Find the lines of the listing that contain the string "SoundParameters", and return them.

§ Data for analysis:
--- START ---
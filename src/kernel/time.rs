use serde::{Deserialize, Serialize};

/// Telemetry clock. Milliseconds as stamped by the producing device.
/// Only ordering within a stream is meaningful; the kernel never compares
/// these against the wall clock.
#[derive(Debug, Clone, Copy, PartialEq, Eq, PartialOrd, Ord, Hash, Default, Serialize, Deserialize)]
#[serde(transparent)]
pub struct Timestamp {
    pub ms: u64,
}

impl Timestamp {
    pub const ZERO: Timestamp = Timestamp { ms: 0 };

    pub fn from_millis(ms: u64) -> Self {
        Timestamp { ms }
    }

    /// Milliseconds elapsed since `earlier`, zero if `earlier` is in the future.
    pub fn since(&self, earlier: Timestamp) -> u64 {
        self.ms.saturating_sub(earlier.ms)
    }

    pub fn saturating_sub_ms(&self, ms: u64) -> Self {
        Timestamp { ms: self.ms.saturating_sub(ms) }
    }

    pub fn add_ms(&self, ms: u64) -> Self {
        Timestamp { ms: self.ms.saturating_add(ms) }
    }
}

impl std::fmt::Display for Timestamp {
    fn fmt(&self, f: &mut std::fmt::Formatter<'_>) -> std::fmt::Result {
        write!(f, "{}ms", self.ms)
    }
}
use std::collections::HashMap;
use super::matcher::{PatternTemplate, TemplateError};
use super::record::TemplateId;

/// Immutable snapshot of the pattern catalog. Replaced wholesale on refresh.
#[derive(Debug, Clone, Default)]
pub struct Catalog {
    pub version: u64,
    /// Set when the latest refresh failed and this is the last good copy.
    pub stale: bool,
    templates: Vec<PatternTemplate>,
    index: HashMap<TemplateId, usize>,
}

impl Catalog {
    pub fn empty() -> Self {
        Self::default()
    }

    /// Builds a snapshot from raw templates, dropping (and reporting) any
    /// that fail validation. A later duplicate id replaces an earlier one.
    pub fn build(version: u64, raw: Vec<PatternTemplate>) -> (Self, Vec<TemplateError>) {
        let mut templates: Vec<PatternTemplate> = Vec::with_capacity(raw.len());
        let mut index = HashMap::new();
        let mut rejected = Vec::new();

        for template in raw {
            if let Err(e) = template.validate() {
                rejected.push(e);
                continue;
            }
            match index.get(&template.id) {
                Some(&i) => templates[i] = template,
                None => {
                    index.insert(template.id.clone(), templates.len());
                    templates.push(template);
                }
            }
        }

        (
            Self {
                version,
                stale: false,
                templates,
                index,
            },
            rejected,
        )
    }

    pub fn templates(&self) -> &[PatternTemplate] {
        &self.templates
    }

    pub fn get(&self, id: &TemplateId) -> Option<&PatternTemplate> {
        self.index.get(id).map(|&i| &self.templates[i])
    }

    pub fn len(&self) -> usize {
        self.templates.len()
    }

    pub fn is_empty(&self) -> bool {
        self.templates.is_empty()
    }

    /// Longest window any template needs; bounds what the intake copies per job.
    pub fn max_window_ms(&self) -> u64 {
        self.templates.iter().map(|t| t.window_ms).max().unwrap_or(0)
    }

    pub fn marked_stale(&self) -> Self {
        let mut copy = self.clone();
        copy.stale = true;
        copy
    }
}
use std::collections::BTreeMap;
use chrono::{DateTime, Utc};
use serde::{Deserialize, Serialize};
use uuid::Uuid;

use super::record::EventId;
use super::time::Timestamp;

/// Bumped whenever a field is added to or removed from the parameter structs.
pub const PARAMETER_SCHEMA_VERSION: u16 = 1;

#[derive(Debug, Clone, Copy, PartialEq, Eq, PartialOrd, Ord, Hash, Serialize, Deserialize)]
#[serde(rename_all = "snake_case")]
pub enum TriggerKind {
    Sound,
    Visualization,
}

impl std::fmt::Display for TriggerKind {
    fn fmt(&self, f: &mut std::fmt::Formatter<'_>) -> std::fmt::Result {
        match self {
            TriggerKind::Sound => f.write_str("sound"),
            TriggerKind::Visualization => f.write_str("visualization"),
        }
    }
}

#[derive(Debug, Clone, Copy, PartialEq, Eq, Hash, Serialize, Deserialize)]
#[serde(rename_all = "snake_case")]
pub enum SoundVoice {
    Bass,
    Percussion,
    Melody,
    Ambient,
    Vocal,
}

#[derive(Debug, Clone, Copy, PartialEq, Eq, Hash, Serialize, Deserialize)]
#[serde(rename_all = "snake_case")]
pub enum VisualStyle {
    Holographic,
    Projection,
    Laser,
    Led,
    Mist,
}

#[derive(Debug, Clone, PartialEq, Serialize, Deserialize)]
pub struct SoundParameters {
    #[serde(default = "schema_version")]
    pub schema_version: u16,
    pub voice: SoundVoice,
    #[serde(default = "unit_intensity")]
    pub intensity: f32,
    #[serde(default = "default_sound_ms")]
    pub duration_ms: u64,
    #[serde(default)]
    pub tuning: BTreeMap<String, f64>,
}

#[derive(Debug, Clone, PartialEq, Serialize, Deserialize)]
pub struct VisualParameters {
    #[serde(default = "schema_version")]
    pub schema_version: u16,
    pub style: VisualStyle,
    #[serde(default = "unit_intensity")]
    pub intensity: f32,
    #[serde(default = "default_visual_ms")]
    pub duration_ms: u64,
    #[serde(default)]
    pub tuning: BTreeMap<String, f64>,
}

fn schema_version() -> u16 {
    PARAMETER_SCHEMA_VERSION
}

fn unit_intensity() -> f32 {
    1.0
}

fn default_sound_ms() -> u64 {
    1_500
}

fn default_visual_ms() -> u64 {
    4_000
}

/// What the downstream generator is asked to render. Used both as the
/// configured template of a trigger and as the realized request payload.
#[derive(Debug, Clone, PartialEq, Serialize, Deserialize)]
#[serde(tag = "kind", rename_all = "snake_case")]
pub enum TriggerParameters {
    Sound(SoundParameters),
    Visualization(VisualParameters),
}

impl TriggerParameters {
    pub fn sound(voice: SoundVoice) -> Self {
        TriggerParameters::Sound(SoundParameters {
            schema_version: PARAMETER_SCHEMA_VERSION,
            voice,
            intensity: 1.0,
            duration_ms: default_sound_ms(),
            tuning: BTreeMap::new(),
        })
    }

    pub fn visualization(style: VisualStyle) -> Self {
        TriggerParameters::Visualization(VisualParameters {
            schema_version: PARAMETER_SCHEMA_VERSION,
            style,
            intensity: 1.0,
            duration_ms: default_visual_ms(),
            tuning: BTreeMap::new(),
        })
    }

    pub fn kind(&self) -> TriggerKind {
        match self {
            TriggerParameters::Sound(_) => TriggerKind::Sound,
            TriggerParameters::Visualization(_) => TriggerKind::Visualization,
        }
    }

    pub fn intensity(&self) -> f32 {
        match self {
            TriggerParameters::Sound(p) => p.intensity,
            TriggerParameters::Visualization(p) => p.intensity,
        }
    }

    /// Configured intensity scaled by the cause's strength, clamped to [0, 1].
    pub fn realize(&self, strength: f32) -> Self {
        let mut out = self.clone();
        let scaled = (self.intensity() * strength).clamp(0.0, 1.0);
        match &mut out {
            TriggerParameters::Sound(p) => p.intensity = scaled,
            TriggerParameters::Visualization(p) => p.intensity = scaled,
        }
        out
    }
}

/// What caused a trigger. Sequence numbers are per event and per cause type.
#[derive(Debug, Clone, Copy, PartialEq, Eq, PartialOrd, Ord, Hash, Serialize, Deserialize)]
#[serde(tag = "type", content = "seq", rename_all = "snake_case")]
pub enum CauseId {
    Pattern(u64),
    Crossing(u64),
}

impl std::fmt::Display for CauseId {
    fn fmt(&self, f: &mut std::fmt::Formatter<'_>) -> std::fmt::Result {
        match self {
            CauseId::Pattern(seq) => write!(f, "pattern-{}", seq),
            CauseId::Crossing(seq) => write!(f, "crossing-{}", seq),
        }
    }
}

/// At most one trigger per key is ever dispatched. Sinks receive the key
/// so they can dedupe redeliveries too.
#[derive(Debug, Clone, Copy, PartialEq, Eq, PartialOrd, Ord, Hash, Serialize, Deserialize)]
pub struct IdempotencyKey {
    pub event: EventId,
    pub cause: CauseId,
    pub kind: TriggerKind,
}

impl std::fmt::Display for IdempotencyKey {
    fn fmt(&self, f: &mut std::fmt::Formatter<'_>) -> std::fmt::Result {
        write!(f, "{}:{}:{}", self.event.0, self.cause, self.kind)
    }
}

#[derive(Debug, Clone, PartialEq, Serialize, Deserialize)]
#[serde(tag = "state", rename_all = "snake_case")]
pub enum DeliveryStatus {
    Pending,
    Delivered { attempts: u32 },
    Failed { attempts: u32, reason: String },
}

#[derive(Debug, Clone, PartialEq, Serialize, Deserialize)]
pub struct TriggerRequest {
    pub id: Uuid,
    pub key: IdempotencyKey,
    pub parameters: TriggerParameters,
    /// Position in this event's dispatch order, starting at 1.
    pub dispatch_seq: u64,
    /// Telemetry time of the cause.
    pub cause_at: Timestamp,
    pub dispatched_at: DateTime<Utc>,
    pub status: DeliveryStatus,
}

impl TriggerRequest {
    pub fn event(&self) -> EventId {
        self.key.event
    }

    pub fn kind(&self) -> TriggerKind {
        self.key.kind
    }

    pub fn cause(&self) -> CauseId {
        self.key.cause
    }
}
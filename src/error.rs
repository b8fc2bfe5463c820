use crate::config::ConfigError;
use crate::kernel::lifecycle::LifecycleError;
use crate::kernel::normalizer::RecordRejection;
use crate::kernel::session::SessionError;
use crate::services::catalog::CatalogError;
use crate::services::delivery::DeliveryError;

#[derive(Debug, thiserror::Error)]
pub enum Error {
    #[error("invalid record: {0}")]
    InvalidRecord(#[from] RecordRejection),
    #[error(transparent)]
    Lifecycle(#[from] LifecycleError),
    #[error(transparent)]
    Session(#[from] SessionError),
    #[error(transparent)]
    Delivery(#[from] DeliveryError),
    #[error(transparent)]
    Catalog(#[from] CatalogError),
    #[error(transparent)]
    Config(#[from] ConfigError),
}

pub type Result<T> = std::result::Result<T, Error>;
--- END ---
§ Answer section:
pub struct SoundParameters {
    Sound(SoundParameters),
        TriggerParameters::Sound(SoundParameters {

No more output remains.